• [Exercise instructions]
Give the number of lines in these entries that contain the string "Error", with no further comment.

• [Material for this exercise]
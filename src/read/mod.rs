//! # Read Path
//!
//! Version-pinned reads over the union of the versioned map and the
//! engine: the map shadows the engine wherever it has an entry or a
//! covering clear. Every read captures the shard change counter on entry
//! and re-checks it after the engine round-trip, so a concurrent shard
//! move surfaces as `WrongShardServer` instead of a torn result; reads
//! whose version fell below the storage version during the scan fail
//! `TransactionTooOld` the same way.

pub mod mapped;

use crate::engine::{IterOptions, KvIterator};
use crate::err::Error;
use crate::err::Error::*;
use crate::server::StorageServer;
use crate::types::{key_after, Key, KeyRange, Value, Version};
use crate::vmap::{lookup, ValueOrClear, View, VmRead};
use std::sync::atomic::Ordering;
use std::sync::Arc;
use tokio::sync::mpsc;
use tokio_stream::wrappers::ReceiverStream;

#[derive(Clone, Debug, Default, PartialEq)]
pub struct RangeResult {
    pub rows: Vec<(Key, Value)>,
    /// Limits cut the scan short; `read_through` is the resume boundary
    pub more: bool,
    pub read_through: Option<Key>,
}

/// A key plus an offset, resolved against the ordered keyspace the way
/// clients iterate shard boundaries
#[derive(Clone, Debug)]
pub struct KeySelector {
    pub key: Key,
    pub or_equal: bool,
    pub offset: i64,
}

#[derive(Clone, Debug, PartialEq)]
pub struct KeyResult {
    pub key: Key,
    /// Zero when fully resolved; otherwise the remaining offset for the
    /// client to retry on the next shard
    pub offset: i64,
}

/// Snapshot of everything one read needs: the map view, the engine
/// segments and the change counter to re-check later.
struct ReadSnapshot {
    view: View,
    segments: Vec<(KeyRange, String)>,
    change_counter: u64,
}

async fn capture(server: &Arc<StorageServer>, range: &KeyRange, v: Version) -> Result<ReadSnapshot, Error> {
    let change_counter = server.shard_change_counter();
    {
        let shards = server.shards.read().unwrap();
        for shard in shards.intersecting(range) {
            if !shard.state.is_readable() {
                return Err(WrongShardServer);
            }
        }
    }
    let view = {
        let data = server.data.read().await;
        data.vmap.at(v).ok_or(TransactionTooOld {
            requested: v,
            oldest: server.oldest_version.get(),
        })?
    };
    let segments = server.shard_manager.intersecting(range).await;
    Ok(ReadSnapshot {
        view,
        segments,
        change_counter,
    })
}

fn revalidate(server: &Arc<StorageServer>, snap: &ReadSnapshot, v: Version) -> Result<(), Error> {
    server.check_shard_change(snap.change_counter)?;
    let oldest = server.oldest_version.get();
    if v < oldest {
        return Err(TransactionTooOld {
            requested: v,
            oldest,
        });
    }
    Ok(())
}

pub async fn get_value(server: &Arc<StorageServer>, key: &[u8], v: Version) -> Result<Option<Value>, Error> {
    let _permit = server.try_acquire_read()?;
    server.counters.queries.fetch_add(1, Ordering::Relaxed);
    let v = server.wait_for_version(v).await?;
    let range = KeyRange::new(key, key_after(key));
    let snap = capture(server, &range, v).await?;

    let result = match lookup(&snap.view, key) {
        VmRead::Value(value) => Some(value),
        VmRead::Cleared => None,
        VmRead::Missing => {
            let cf = server.shard_manager.locate(key).await.ok_or(WrongShardServer)?;
            server.shard_manager.engine().get(&cf, key).await?
        }
    };
    revalidate(server, &snap, v)?;
    if let Some(value) = &result {
        server
            .counters
            .bytes_queried
            .fetch_add((key.len() + value.len()) as u64, Ordering::Relaxed);
    }
    Ok(result)
}

/// Chains the engine iterators of the shard segments a range read spans
struct ChainedEngineIter<'a> {
    server: &'a Arc<StorageServer>,
    segments: Vec<(KeyRange, String)>,
    idx: usize,
    cur: Option<Box<dyn KvIterator>>,
    reverse: bool,
}

impl<'a> ChainedEngineIter<'a> {
    fn new(server: &'a Arc<StorageServer>, mut segments: Vec<(KeyRange, String)>, reverse: bool) -> Self {
        if reverse {
            segments.reverse();
        }
        Self {
            server,
            segments,
            idx: 0,
            cur: None,
            reverse,
        }
    }

    async fn next(&mut self) -> Result<Option<(Key, Value)>, Error> {
        loop {
            if self.cur.is_none() {
                let Some((range, cf)) = self.segments.get(self.idx) else {
                    return Ok(None);
                };
                let mut iter = self
                    .server
                    .shard_manager
                    .engine()
                    .iter(cf, IterOptions::bounded(range))
                    .await?;
                let first = if self.reverse {
                    iter.seek_for_prev(&range.end).await?
                } else {
                    iter.seek(&range.begin).await?
                };
                self.cur = Some(iter);
                if let Some(e) = first {
                    return Ok(Some((e.key, e.value)));
                }
                self.cur = None;
                self.idx += 1;
                continue;
            }
            let iter = self.cur.as_mut().unwrap();
            let entry = if self.reverse {
                iter.prev_entry().await?
            } else {
                iter.next_entry().await?
            };
            match entry {
                Some(e) => return Ok(Some((e.key, e.value))),
                None => {
                    self.cur = None;
                    self.idx += 1;
                }
            }
        }
    }
}

/// Merge-iterates the map view with the engine under one snapshot. A
/// negative `row_limit` scans descending with `-row_limit` rows.
pub async fn get_range(
    server: &Arc<StorageServer>,
    begin: &[u8],
    end: &[u8],
    row_limit: i64,
    byte_limit: usize,
    v: Version,
) -> Result<RangeResult, Error> {
    let _permit = server.try_acquire_read()?;
    server.counters.queries.fetch_add(1, Ordering::Relaxed);
    let v = server.wait_for_version(v).await?;
    let range = KeyRange::new(begin, end);
    if range.is_empty() {
        return Ok(RangeResult::default());
    }
    let snap = capture(server, &range, v).await?;
    let reverse = row_limit < 0;
    let rows_wanted = row_limit.unsigned_abs() as usize;

    let mut result = RangeResult::default();
    let mut bytes = 0usize;
    let mut engine = ChainedEngineIter::new(server, snap.segments.clone(), reverse);
    let mut engine_next = engine.next().await?;

    // the map side only yields live values; clears act through lookup()
    let mut vm_entries: Vec<(Key, Value)> = Vec::new();
    if reverse {
        for (k, e) in snap.view.iter_rev_from(end) {
            if k.as_slice() < begin {
                break;
            }
            if let ValueOrClear::Value(val) = &e.val {
                vm_entries.push((k.clone(), val.clone()));
            }
        }
    } else {
        for (k, e) in snap.view.iter_from(begin) {
            if k.as_slice() >= end {
                break;
            }
            if let ValueOrClear::Value(val) = &e.val {
                vm_entries.push((k.clone(), val.clone()));
            }
        }
    }
    let mut vm_idx = 0usize;

    let ahead = |a: &[u8], b: &[u8], reverse: bool| if reverse { a > b } else { a < b };
    while result.rows.len() < rows_wanted {
        // drop engine keys the view shadows
        loop {
            let shadowed = match &engine_next {
                Some((ek, _)) => lookup(&snap.view, ek) != VmRead::Missing,
                None => false,
            };
            if !shadowed {
                break;
            }
            engine_next = engine.next().await?;
        }
        let take_vm = match (vm_entries.get(vm_idx), &engine_next) {
            (Some((vk, _)), Some((ek, _))) => ahead(vk, ek, reverse) || vk == ek,
            (Some(_), None) => true,
            (None, Some(_)) => false,
            (None, None) => break,
        };
        let (k, val) = if take_vm {
            let entry = vm_entries[vm_idx].clone();
            vm_idx += 1;
            entry
        } else {
            let entry = engine_next.take().unwrap();
            engine_next = engine.next().await?;
            entry
        };
        bytes += k.len() + val.len();
        let over_budget = bytes > byte_limit;
        if over_budget && reverse {
            // the truncating row still ships, but its bytes stay unbilled,
            // matching the historical accounting of the reverse path
            result.rows.push((k.clone(), val));
            result.more = true;
            result.read_through = Some(k);
            break;
        }
        server
            .counters
            .bytes_queried
            .fetch_add((k.len() + val.len()) as u64, Ordering::Relaxed);
        result.rows.push((k.clone(), val));
        if over_budget {
            result.more = true;
            result.read_through = Some(k);
            break;
        }
    }
    if result.rows.len() >= rows_wanted && (vm_entries.len() > vm_idx || engine_next.is_some()) {
        result.more = true;
        result.read_through = result.rows.last().map(|(k, _)| k.clone());
    }
    server
        .counters
        .rows_queried
        .fetch_add(result.rows.len() as u64, Ordering::Relaxed);
    revalidate(server, &snap, v)?;
    Ok(result)
}

/// Resolves a key selector inside the shard owning its anchor key. When
/// resolution would leave the shard, the nearest boundary comes back with
/// the unconsumed offset so the client can retry on the neighbor.
pub async fn get_key(server: &Arc<StorageServer>, sel: &KeySelector, v: Version) -> Result<KeyResult, Error> {
    let _permit = server.try_acquire_read()?;
    server.counters.queries.fetch_add(1, Ordering::Relaxed);
    let v = server.wait_for_version(v).await?;

    let shard_range = {
        let shards = server.shards.read().unwrap();
        let shard = shards.shard_containing(&sel.key).ok_or(WrongShardServer)?;
        if !shard.state.is_readable() {
            return Err(WrongShardServer);
        }
        shard.range.clone()
    };

    if sel.offset > 0 {
        let start: Key = if sel.or_equal {
            key_after(&sel.key)
        } else {
            sel.key.clone()
        };
        let start = start.max(shard_range.begin.clone());
        let wanted = sel.offset as usize;
        let scan = get_range(server, &start, &shard_range.end, wanted as i64, usize::MAX, v).await?;
        if scan.rows.len() >= wanted {
            Ok(KeyResult {
                key: scan.rows[wanted - 1].0.clone(),
                offset: 0,
            })
        } else {
            Ok(KeyResult {
                key: shard_range.end.clone(),
                offset: sel.offset - scan.rows.len() as i64,
            })
        }
    } else {
        let end: Key = if sel.or_equal {
            key_after(&sel.key)
        } else {
            sel.key.clone()
        };
        let end = end.min(shard_range.end.clone());
        let wanted = (1 - sel.offset) as usize;
        let scan = get_range(
            server,
            &shard_range.begin,
            &end,
            -(wanted as i64),
            usize::MAX,
            v,
        )
        .await?;
        if scan.rows.len() >= wanted {
            Ok(KeyResult {
                key: scan.rows[wanted - 1].0.clone(),
                offset: 0,
            })
        } else {
            Ok(KeyResult {
                key: shard_range.begin.clone(),
                offset: sel.offset + scan.rows.len() as i64,
            })
        }
    }
}

/// Chunked range read: one `RangeResult` per bounded chunk, delivered
/// through a small channel so a slow consumer holds back the scan.
pub fn get_range_stream(
    server: Arc<StorageServer>,
    begin: Key,
    end: Key,
    v: Version,
) -> ReceiverStream<Result<RangeResult, Error>> {
    let (tx, rx) = mpsc::channel(1);
    tokio::spawn(async move {
        let mut cursor = begin;
        loop {
            let chunk = get_range(
                &server,
                &cursor,
                &end,
                server.cfg.stream_chunk_rows as i64,
                server.cfg.stream_chunk_bytes,
                v,
            )
            .await;
            match chunk {
                Ok(result) => {
                    let more = result.more;
                    let next = result.read_through.as_ref().map(|k| key_after(k));
                    if tx.send(Ok(result)).await.is_err() {
                        return;
                    }
                    match (more, next) {
                        (true, Some(next)) => cursor = next,
                        _ => return,
                    }
                }
                Err(err) => {
                    let _ = tx.send(Err(err)).await;
                    return;
                }
            }
        }
    });
    ReceiverStream::new(rx)
}

/// Registers a watch on `key` diverging from `expected` at or after `v`.
/// Resolves with the version of the divergence; an immediate mismatch
/// resolves at the current version without registering anything.
pub async fn watch_value(
    server: &Arc<StorageServer>,
    key: &[u8],
    expected: Option<Value>,
    v: Version,
) -> Result<Version, Error> {
    server.counters.watch_queries.fetch_add(1, Ordering::Relaxed);
    let v = server.wait_for_version(v).await?;
    let current = server.current_version();
    let stored = get_value(server, key, current).await?;
    if stored != expected {
        return Ok(current);
    }
    let mut rx = server.watches.register(key, expected, v)?;
    let fired = tokio::time::timeout(server.cfg.watch_timeout, async {
        loop {
            if let Some(version) = *rx.borrow() {
                return Some(version);
            }
            if rx.changed().await.is_err() {
                return None;
            }
        }
    })
    .await;
    match fired {
        Ok(Some(version)) => {
            // the triggering version must be readable before the reply
            server.version.when_at_least(version).await;
            Ok(version)
        }
        Ok(None) => Err(WatchCancelled),
        Err(_) => Err(TimedOut),
    }
}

• [Expected output]
10